*Your objective:*
Copy the entire listing, down to the final line, exactly.

START Given records

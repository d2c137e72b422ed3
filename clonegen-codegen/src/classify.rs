//! Value/reference classification of type references.
//!
//! A value type can be duplicated by a plain structural copy. Anything that
//! owns a dynamic sequence or an abstract capability value is a reference
//! type and needs a synthesized deep copy.

use crate::error::CodegenError;
use clonegen_schema::{BuiltinMarker, RecordDef, SchemaError, TypeDef, TypeRef, TypeTable};
use std::collections::HashMap;

/// Memoizing classifier over one type table.
///
/// The cache lives for one synthesis run.
#[derive(Debug)]
pub struct Classifier<'a> {
    table: &'a TypeTable,
    cache: HashMap<String, bool>,
    in_progress: Vec<String>,
}

impl<'a> Classifier<'a> {
    /// Creates a classifier with an empty cache.
    #[must_use]
    pub fn new(table: &'a TypeTable) -> Self {
        Self {
            table,
            cache: HashMap::new(),
            in_progress: Vec::new(),
        }
    }

    /// Returns the table being classified.
    #[must_use]
    pub fn table(&self) -> &'a TypeTable {
        self.table
    }

    /// Returns true if `type_ref` is a value type.
    ///
    /// # Errors
    /// Returns `CodegenError::UnresolvedType` if a reachable name is missing
    /// from the table and `CodegenError::CyclicType` if a type contains
    /// itself by value.
    pub fn is_value_type(&mut self, type_ref: &TypeRef, context: &str) -> Result<bool, CodegenError> {
        match type_ref {
            TypeRef::Named(name) => self.is_value_name(name, context),
            TypeRef::Inline(record) => self.is_value_record(record, context),
        }
    }

    /// Returns true if the named type is a value type.
    ///
    /// # Errors
    /// See [`Classifier::is_value_type`].
    pub fn is_value_name(&mut self, name: &str, context: &str) -> Result<bool, CodegenError> {
        if let Some(&cached) = self.cache.get(name) {
            return Ok(cached);
        }
        if self.in_progress.iter().any(|n| n == name) {
            let mut path = self.in_progress.clone();
            path.push(name.to_string());
            let start = path.iter().position(|n| n == name).unwrap_or(0);
            return Err(CodegenError::from_schema(SchemaError::circular(&path[start..])));
        }

        let table = self.table;
        let def = table
            .lookup(name, context)
            .map_err(CodegenError::from_schema)?;

        self.in_progress.push(name.to_string());
        let result = self.classify_def(name, def);
        self.in_progress.pop();

        let is_value = result?;
        tracing::trace!("Classified '{}' as {} type", name, kind_label(is_value));
        self.cache.insert(name.to_string(), is_value);
        Ok(is_value)
    }

    fn classify_def(&mut self, name: &str, def: &TypeDef) -> Result<bool, CodegenError> {
        match def {
            TypeDef::Builtin(builtin) => Ok(!matches!(
                builtin.marker,
                BuiltinMarker::Capability | BuiltinMarker::SequenceOfExternal
            )),
            TypeDef::Alias(target) => self.is_value_name(target, &format!("alias '{}'", name)),
            TypeDef::DynamicSequence(_) => Ok(false),
            TypeDef::FixedSequence { element, .. } => {
                self.is_value_type(element, &format!("element of '{}'", name))
            }
            TypeDef::Record(record) => self.is_value_record(record, name),
        }
    }

    fn is_value_record(&mut self, record: &RecordDef, owner: &str) -> Result<bool, CodegenError> {
        for (field, type_ref) in &record.fields {
            let context = format!("field '{}' of '{}'", field, owner);
            if !self.is_value_type(type_ref, &context)? {
                return Ok(false);
            }
        }
        Ok(true)
    }
}

fn kind_label(is_value: bool) -> &'static str {
    if is_value { "value" } else { "reference" }
}
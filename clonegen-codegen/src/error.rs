//! Error types for synthesis and emission.

use crate::closure::MethodFamily;
use thiserror::Error;

/// Error type for code generation operations.
#[derive(Debug, Error)]
pub enum CodegenError {
    /// Type table error.
    #[error("schema error: {0}")]
    Schema(#[from] clonegen_schema::SchemaError),

    /// A reference names a type absent from the table.
    #[error("unresolved type '{type_name}' referenced from {context}")]
    UnresolvedType {
        /// Type name.
        type_name: String,
        /// Referencing context.
        context: String,
    },

    /// A type combination with no synthesis rule.
    #[error("unsupported shape for '{type_name}': {reason}")]
    UnsupportedShape {
        /// Type name.
        type_name: String,
        /// Why no rule applies.
        reason: String,
    },

    /// A type that contains itself by value.
    #[error("cyclic type definition: {path}")]
    CyclicType {
        /// Path of the cycle.
        path: String,
    },

    /// The closure exhausted its work budget without draining.
    #[error(
        "{family} closure did not terminate within {budget} steps along {chain}; pending: {}",
        .pending.join(", ")
    )]
    NonTerminatingClosure {
        /// Method family being drained.
        family: MethodFamily,
        /// Step budget.
        budget: usize,
        /// Referrer chain from a root to the name that exceeded the budget.
        chain: String,
        /// Names still pending.
        pending: Vec<String>,
    },

    /// Name that cannot be rendered as a Rust identifier or type.
    #[error("'{name}' cannot be rendered as Rust")]
    InvalidIdentifier {
        /// Offending name.
        name: String,
    },

    /// Literal that does not parse as a Rust expression.
    #[error("invalid zero literal '{expr}'")]
    InvalidExpression {
        /// Offending literal.
        expr: String,
    },

    /// Reference evaluation error.
    #[error("evaluation error: {message}")]
    Evaluation {
        /// Error message.
        message: String,
    },
}

impl CodegenError {
    /// Creates an unsupported shape error.
    pub fn unsupported(type_name: impl Into<String>, reason: impl Into<String>) -> Self {
        Self::UnsupportedShape {
            type_name: type_name.into(),
            reason: reason.into(),
        }
    }

    /// Creates an evaluation error with the given message.
    pub fn evaluation(message: impl Into<String>) -> Self {
        Self::Evaluation {
            message: message.into(),
        }
    }

    /// Lifts a table error, turning missing names into `UnresolvedType`.
    pub(crate) fn from_schema(err: clonegen_schema::SchemaError) -> Self {
        match err {
            clonegen_schema::SchemaError::TypeNotFound { name, context } => Self::UnresolvedType {
                type_name: name,
                context,
            },
            clonegen_schema::SchemaError::CircularReference { path } => Self::CyclicType { path },
            other => Self::Schema(other),
        }
    }
}

#[cfg(test)]
mod tests {
    use super::*;

    #[test]
    fn test_from_schema_not_found() {
        let err = CodegenError::from_schema(clonegen_schema::SchemaError::not_found(
            "Gradient",
            "field 'image'",
        ));
        assert!(matches!(err, CodegenError::UnresolvedType { .. }));
        assert!(err.to_string().contains("field 'image'"));
    }

    #[test]
    fn test_non_terminating_display() {
        let err = CodegenError::NonTerminatingClosure {
            family: MethodFamily::PrivateCopy,
            budget: 4,
            chain: "Root -> A -> Root".to_string(),
            pending: vec!["A".to_string(), "B".to_string()],
        };
        let msg = err.to_string();
        assert!(msg.contains("private copy"));
        assert!(msg.contains("Root -> A -> Root"));
        assert!(msg.contains("A, B"));
    }
}
//! Prelude module for convenient imports.
//!
//! This module re-exports the most commonly used types and traits.
//!
//! ```
//! use clonegen::prelude::*;
//! ```

// Schema types
pub use clonegen_schema::{
    BuiltinDef, BuiltinMarker, RecordDef, SchemaError, TypeDef, TypeRef, TypeTable,
    validate_table,
};

// Synthesis and emission
pub use clonegen_codegen::{
    CodegenError, CopyBody, GeneratedCode, Generator, GeneratorConfig, MethodFamily, Synthesis,
    ZeroBody,
};

// Reference evaluation
pub use clonegen_codegen::{Evaluator, Value};
//! Terminal interface for DocQA

mod chat_log;
mod commands;
mod ui;

pub use chat_log::{ChatHistory, ChatRecord, FeedbackRecord};
pub use commands::{Command, parse_command};
pub use ui::{display_banner, format_history, format_result, print_help, print_result, read_query};

// Re-export core types
pub use docqa_core::{Error, Result};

END Given records

*Your solution:*
repository d2c137e72b422ed3
filename clonegen-codegen/src/classify.rs
//! Value/reference classification of type references.
//!
//! A value type can be duplicated by a plain structural copy. Anything that
//! owns a dynamic sequence or an abstract capability value is a reference
//! type and needs a synthesized deep copy.

use crate::error::CodegenError;
use clonegen_schema::{BuiltinMarker, RecordDef, SchemaError, TypeDef, TypeRef, TypeTable};
use std::collections::HashMap;

/// Memoizing classifier over one type table.
///
/// The cache lives for one synthesis run.
#[derive(Debug)]
pub struct Classifier<'a> {
    table: &'a TypeTable,
    cache: HashMap<String, bool>,
    in_progress: Vec<String>,
}

impl<'a> Classifier<'a> {
    /// Creates a classifier with an empty cache.
    #[must_use]
    pub fn new(table: &'a TypeTable) -> Self {
        Self {
            table,
            cache: HashMap::new(),
            in_progress: Vec::new(),
        }
    }

    /// Returns the table being classified.
    #[must_use]
    pub fn table(&self) -> &'a TypeTable {
        self.table
    }

    /// Returns true if `type_ref` is a value type.
    ///
    /// # Errors
    /// Returns `CodegenError::UnresolvedType` if a reachable name is missing
    /// from the table and `CodegenError::CyclicType` if a type contains
    /// itself by value.
    pub fn is_value_type(&mut self, type_ref: &TypeRef, context: &str) -> Result<bool, CodegenError> {
        match type_ref {
            TypeRef::Named(name) => self.is_value_name(name, context),
            TypeRef::Inline(record) => self.is_value_record(record, context),
        }
    }

    /// Returns true if the named type is a value type.
    ///
    /// # Errors
    /// See [`Classifier::is_value_type`].
    pub fn is_value_name(&mut self, name: &str, context: &str) -> Result<bool, CodegenError> {
        if let Some(&cached) = self.cache.get(name) {
            return Ok(cached);
        }
        if self.in_progress.iter().any(|n| n == name) {
            let mut path = self.in_progress.clone();
            path.push(name.to_string());
            let start = path.iter().position(|n| n == name).unwrap_or(0);
            return Err(CodegenError::from_schema(SchemaError::circular(&path[start..])));
        }

        let table = self.table;
        let def = table
            .lookup(name, context)
            .map_err(CodegenError::from_schema)?;

        self.in_progress.push(name.to_string());
        let result = self.classify_def(name, def);
        self.in_progress.pop();

        let is_value = result?;
        tracing::trace!("Classified '{}' as {} type", name, kind_label(is_value));
        self.cache.insert(name.to_string(), is_value);
        Ok(is_value)
    }

    fn classify_def(&mut self, name: &str, def: &TypeDef) -> Result<bool, CodegenError> {
        match def {
            TypeDef::Builtin(builtin) => Ok(!matches!(
                builtin.marker,
                BuiltinMarker::Capability | BuiltinMarker::SequenceOfExternal
            )),
            TypeDef::Alias(target) => self.is_value_name(target, &format!("alias '{}'", name)),
            TypeDef::DynamicSequence(_) => Ok(false),
            TypeDef::FixedSequence { element, .. } => {
                self.is_value_type(element, &format!("element of '{}'", name))
            }
            TypeDef::Record(record) => self.is_value_record(record, name),
        }
    }

    fn is_value_record(&mut self, record: &RecordDef, owner: &str) -> Result<bool, CodegenError> {
        for (field, type_ref) in &record.fields {
            let context = format!("field '{}' of '{}'", field, owner);
            if !self.is_value_type(type_ref, &context)? {
                return Ok(false);
            }
        }
        Ok(true)
    }
}

fn kind_label(is_value: bool) -> &'static str {
    if is_value { "value" } else { "reference" }
}
filename clonegen-codegen/src/error.rs
//! Error types for synthesis and emission.

use crate::closure::MethodFamily;
use thiserror::Error;

/// Error type for code generation operations.
#[derive(Debug, Error)]
pub enum CodegenError {
    /// Type table error.
    #[error("schema error: {0}")]
    Schema(#[from] clonegen_schema::SchemaError),

    /// A reference names a type absent from the table.
    #[error("unresolved type '{type_name}' referenced from {context}")]
    UnresolvedType {
        /// Type name.
        type_name: String,
        /// Referencing context.
        context: String,
    },

    /// A type combination with no synthesis rule.
    #[error("unsupported shape for '{type_name}': {reason}")]
    UnsupportedShape {
        /// Type name.
        type_name: String,
        /// Why no rule applies.
        reason: String,
    },

    /// A type that contains itself by value.
    #[error("cyclic type definition: {path}")]
    CyclicType {
        /// Path of the cycle.
        path: String,
    },

    /// The closure exhausted its work budget without draining.
    #[error(
        "{family} closure did not terminate within {budget} steps along {chain}; pending: {}",
        .pending.join(", ")
    )]
    NonTerminatingClosure {
        /// Method family being drained.
        family: MethodFamily,
        /// Step budget.
        budget: usize,
        /// Referrer chain from a root to the name that exceeded the budget.
        chain: String,
        /// Names still pending.
        pending: Vec<String>,
    },

    /// Name that cannot be rendered as a Rust identifier or type.
    #[error("'{name}' cannot be rendered as Rust")]
    InvalidIdentifier {
        /// Offending name.
        name: String,
    },

    /// Literal that does not parse as a Rust expression.
    #[error("invalid zero literal '{expr}'")]
    InvalidExpression {
        /// Offending literal.
        expr: String,
    },

    /// Reference evaluation error.
    #[error("evaluation error: {message}")]
    Evaluation {
        /// Error message.
        message: String,
    },
}

impl CodegenError {
    /// Creates an unsupported shape error.
    pub fn unsupported(type_name: impl Into<String>, reason: impl Into<String>) -> Self {
        Self::UnsupportedShape {
            type_name: type_name.into(),
            reason: reason.into(),
        }
    }

    /// Creates an evaluation error with the given message.
    pub fn evaluation(message: impl Into<String>) -> Self {
        Self::Evaluation {
            message: message.into(),
        }
    }

    /// Lifts a table error, turning missing names into `UnresolvedType`.
    pub(crate) fn from_schema(err: clonegen_schema::SchemaError) -> Self {
        match err {
            clonegen_schema::SchemaError::TypeNotFound { name, context } => Self::UnresolvedType {
                type_name: name,
                context,
            },
            clonegen_schema::SchemaError::CircularReference { path } => Self::CyclicType { path },
            other => Self::Schema(other),
        }
    }
}

#[cfg(test)]
mod tests {
    use super::*;

    #[test]
    fn test_from_schema_not_found() {
        let err = CodegenError::from_schema(clonegen_schema::SchemaError::not_found(
            "Gradient",
            "field 'image'",
        ));
        assert!(matches!(err, CodegenError::UnresolvedType { .. }));
        assert!(err.to_string().contains("field 'image'"));
    }

    #[test]
    fn test_non_terminating_display() {
        let err = CodegenError::NonTerminatingClosure {
            family: MethodFamily::PrivateCopy,
            budget: 4,
            chain: "Root -> A -> Root".to_string(),
            pending: vec!["A".to_string(), "B".to_string()],
        };
        let msg = err.to_string();
        assert!(msg.contains("private copy"));
        assert!(msg.contains("Root -> A -> Root"));
        assert!(msg.contains("A, B"));
    }
}
//! Prelude module for convenient imports.
//!
//! This module re-exports the most commonly used types and traits.
//!
//! ```
//! use clonegen::prelude::*;
//! ```

// Schema types
pub use clonegen_schema::{
    BuiltinDef, BuiltinMarker, RecordDef, SchemaError, TypeDef, TypeRef, TypeTable,
    validate_table,
};

// Synthesis and emission
pub use clonegen_codegen::{
    CodegenError, CopyBody, GeneratedCode, Generator, GeneratorConfig, MethodFamily, Synthesis,
    ZeroBody,
};

// Reference evaluation
pub use clonegen_codegen::{Evaluator, Value};
//! Terminal interface for DocQA

mod chat_log;
mod commands;
mod ui;

pub use chat_log::{ChatHistory, ChatRecord, FeedbackRecord};
pub use commands::{Command, parse_command};
pub use ui::{display_banner, format_history, format_result, print_help, print_result, read_query};

// Re-export core types
pub use docqa_core::{Error, Result};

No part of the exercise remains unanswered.